Behavior – fear and aggression to strange people, animals and the vet

Dear Your Own Vet,

I have been searching for information on my adopted male long haired sable colored dachshund.  He is supposedly a mini, but more midi neutered male. He had many strange behaviors when we got him which surprised me. The first trip to the vet he seemed to “scream” in pain and lost control of his anal glands producing a very nasty smelling material. He gets full of burdocks, seems to get sick if he tries to chew them off of himself, but will sit for over an hour when I slowly remove them from his long hair. He barks at people when they leave or arrive (closing door?) but we have slowly trained him not to.
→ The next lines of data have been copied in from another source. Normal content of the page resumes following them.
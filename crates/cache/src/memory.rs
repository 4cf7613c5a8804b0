use std::{
    collections::HashMap,
    sync::Mutex,
    time::{Duration, Instant},
};

use async_trait::async_trait;

use crate::{Cache, CacheError};

struct Entry<V> {
    value: V,
    expire_at: Option<Instant>,
}

impl<V> Entry<V> {
    fn is_expired(&self, now: Instant) -> bool {
        self.expire_at.map(|at| at <= now).unwrap_or(false)
    }
}

struct Inner<V> {
    entries: HashMap<String, Entry<V>>,
    /// keys ordered least- to most-recently used
    recency: Vec<String>,
}

/// Fixed-capacity in-memory cache with a uniform TTL and least-recently-used
/// eviction. A TTL of zero means entries never expire. Shared across workers,
/// so the map and recency list sit behind one mutex; every operation takes
/// the lock exactly once.
pub struct MemoryCache<V> {
    capacity: usize,
    ttl: Duration,
    inner: Mutex<Inner<V>>,
}

impl<V: Clone> MemoryCache<V> {
    pub fn new(capacity: usize, ttl: Duration) -> Result<Self, CacheError> {
        if capacity == 0 {
            return Err(CacheError::InvalidConfig(
                "memory cache capacity must be positive".to_owned(),
            ));
        }
        Ok(Self {
            capacity,
            ttl,
            inner: Mutex::new(Inner {
                entries: HashMap::new(),
                recency: Vec::new(),
            }),
        })
    }

    fn expire_at(&self, now: Instant) -> Option<Instant> {
        if self.ttl.is_zero() {
            None
        } else {
            Some(now + self.ttl)
        }
    }

    fn lookup(&self, key: &str) -> Option<V> {
        let now = Instant::now();
        let mut inner = self.inner.lock().unwrap_or_else(|poison| poison.into_inner());

        let expired = match inner.entries.get(key) {
            None => return None,
            Some(entry) => entry.is_expired(now),
        };
        if expired {
            inner.entries.remove(key);
            inner.recency.retain(|k| k != key);
            return None;
        }

        let value = inner.entries.get(key).map(|entry| entry.value.clone());
        // move to the most-recently-used end
        inner.recency.retain(|k| k != key);
        inner.recency.push(key.to_owned());
        value
    }

    fn store(&self, key: &str, value: V) {
        let now = Instant::now();
        let mut inner = self.inner.lock().unwrap_or_else(|poison| poison.into_inner());

        if inner.entries.remove(key).is_some() {
            inner.recency.retain(|k| k != key);
        } else if inner.entries.len() >= self.capacity {
            // prefer reclaiming an expired slot over evicting live data
            let victim = inner
                .recency
                .iter()
                .find(|k| {
                    inner
                        .entries
                        .get(*k)
                        .map(|entry| entry.is_expired(now))
                        .unwrap_or(false)
                })
                .cloned()
                .unwrap_or_else(|| inner.recency[0].clone());
            inner.entries.remove(&victim);
            inner.recency.retain(|k| *k != victim);
        }

        inner.entries.insert(
            key.to_owned(),
            Entry {
                value,
                expire_at: self.expire_at(now),
            },
        );
        inner.recency.push(key.to_owned());
    }

    /// Drops every expired entry.
    pub fn clean_expired(&self) {
        let now = Instant::now();
        let mut inner = self.inner.lock().unwrap_or_else(|poison| poison.into_inner());
        inner.entries.retain(|_, entry| !entry.is_expired(now));
        let entries = &inner.entries;
        let retained: Vec<String> = inner
            .recency
            .iter()
            .filter(|k| entries.contains_key(*k))
            .cloned()
            .collect();
        inner.recency = retained;
    }

    /// Current live entries in least- to most-recently-used order.
    pub fn entries(&self) -> Vec<(String, V)> {
        let now = Instant::now();
        let inner = self.inner.lock().unwrap_or_else(|poison| poison.into_inner());
        inner
            .recency
            .iter()
            .filter_map(|key| {
                inner
                    .entries
                    .get(key)
                    .filter(|entry| !entry.is_expired(now))
                    .map(|entry| (key.clone(), entry.value.clone()))
            })
            .collect()
    }

    pub fn len(&self) -> usize {
        let inner = self.inner.lock().unwrap_or_else(|poison| poison.into_inner());
        inner.entries.len()
    }

    pub fn is_empty(&self) -> bool {
        self.len() == 0
    }
}

#[async_trait]
impl<V> Cache<V> for MemoryCache<V>
where
    V: Clone + Send + Sync,
{
    async fn get(&self, key: &str) -> Option<V> {
        self.lookup(key)
    }

    async fn put(&self, key: &str, value: V) {
        self.store(key, value)
    }
}

#[cfg(test)]
mod tests {
    use super::*;

    fn cache(capacity: usize, ttl: Duration) -> MemoryCache<i32> {
        MemoryCache::new(capacity, ttl).unwrap()
    }

    #[tokio::test]
    async fn put_then_get_returns_the_value() {
        let cache = cache(4, Duration::ZERO);
        cache.put("a|b", 7).await;
        assert_eq!(cache.get("a|b").await, Some(7));
        assert_eq!(cache.get("b|a").await, None);
    }

    #[tokio::test]
    async fn capacity_overflow_evicts_least_recently_used() {
        let cache = cache(3, Duration::ZERO);
        cache.put("one", 1).await;
        cache.put("two", 2).await;
        cache.put("three", 3).await;
        cache.put("four", 4).await;

        assert_eq!(cache.get("one").await, None);
        assert_eq!(cache.get("two").await, Some(2));
        assert_eq!(cache.len(), 3);
    }

    #[tokio::test]
    async fn a_read_refreshes_recency() {
        let cache = cache(2, Duration::ZERO);
        cache.put("one", 1).await;
        cache.put("two", 2).await;
        assert_eq!(cache.get("one").await, Some(1));

        cache.put("three", 3).await;
        assert_eq!(cache.get("one").await, Some(1));
        assert_eq!(cache.get("two").await, None);
    }

    #[tokio::test]
    async fn rewriting_a_key_does_not_evict_others() {
        let cache = cache(2, Duration::ZERO);
        cache.put("one", 1).await;
        cache.put("two", 2).await;
        cache.put("two", 20).await;

        assert_eq!(cache.get("one").await, Some(1));
        assert_eq!(cache.get("two").await, Some(20));
    }

    #[tokio::test]
    async fn expired_entries_read_as_absent() {
        let cache = cache(4, Duration::from_millis(1));
        cache.put("gone", 1).await;
        std::thread::sleep(Duration::from_millis(5));
        assert_eq!(cache.get("gone").await, None);
        assert!(cache.is_empty());
    }

    #[tokio::test]
    async fn expired_slots_are_reclaimed_before_live_ones() {
        let cache = cache(2, Duration::from_millis(1));
        cache.put("stale", 1).await;
        std::thread::sleep(Duration::from_millis(5));
        // "fresh" would be the LRU victim, but "stale" is expired
        cache.put("fresh", 2).await;
        cache.put("newer", 3).await;

        assert_eq!(cache.get("fresh").await, Some(2));
        assert_eq!(cache.get("newer").await, Some(3));
    }

    #[tokio::test]
    async fn zero_ttl_means_never_expire() {
        let cache = cache(2, Duration::ZERO);
        cache.put("keep", 1).await;
        std::thread::sleep(Duration::from_millis(5));
        assert_eq!(cache.get("keep").await, Some(1));
    }

    #[tokio::test]
    async fn clean_expired_and_enumeration_filter_stale_entries() {
        let cache = cache(4, Duration::from_millis(1));
        cache.put("a", 1).await;
        cache.put("b", 2).await;
        std::thread::sleep(Duration::from_millis(5));
        assert!(cache.entries().is_empty());

        cache.clean_expired();
        assert!(cache.is_empty());
    }

    #[test]
    fn zero_capacity_is_rejected() {
        assert!(MemoryCache::<i32>::new(0, Duration::ZERO).is_err());
    }
}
We have had him for almost two years and he was just one when we adopted him.


Problem behavior long haired dachshund

Dachshunds don’t adapt fast to strange places, people and animals

His owner was going through marital problems and I guess the dog was banned from his house. He seems to do this “scream” on certain occasions, when picked up, when his leash got gently wrapped around a short growing plant like cut corn stalks, he freaked out when I picked up a stick. He was with young children, tormented by a cat when tied up, and I wonder about many of his behaviors and what they stem from. He was transported from the breeder to his original family by someone else, was the last left in the litter, and when I finally got the name of the breeder, she did not seem very willing to talk, and I asked about the parents. She said his father was a good hunter but she got rid of him when one puppy had a genetic disorder, the name of which I cannot remember.

Hank allows his nails to be trimmed with no problems, seems dedicated and loving, has gotten used to our cat (took a year) and immediately enjoyed the company of our 6 year old standard black and tan smooth female. The cat and both dogs are about the same size. Hank immediately became dominant to our female and we had a few skirmishes over animals that were “caught”. They pulled a squirrel in half. Yikes. I know they are hunters, diggers and very brave with raccoons, woodchucks, etc.  Any help, or suggestions are greatly appreciated. I love my “baby” and he has plenty of yard (40 acres) away from cars which he does not like! We walk the woods on leash and most of the time he stays in the mowed area we call our yard. Can you explain this unusual behavior he shows?

Thanks again,



problem behavior dachshund, fear aggression dachshund
Adopting an adult dog can be a challenge

Dear Jeanne,
The first trip to the vet was not a happy experience when he lost control of his anal glands. This usually is related to extreme fear.  To sort that out, you need to take him to the vet for no reason at all so that he learns that going to the vet is not a bad thing. When you get there get the assistants to give him a treat and lots of praise and then go home.
It is good that you are able to remove the burdocks from him – many dogs don’t like this being done.
He seems to have had a problem upbringing in his previous home. Unfortunately, this will impact on his behaviour now. A dog’s most impressionable time is up to four months. Later in life a dog can revert back to these memories, but a new life and good handling will always help. It takes time!!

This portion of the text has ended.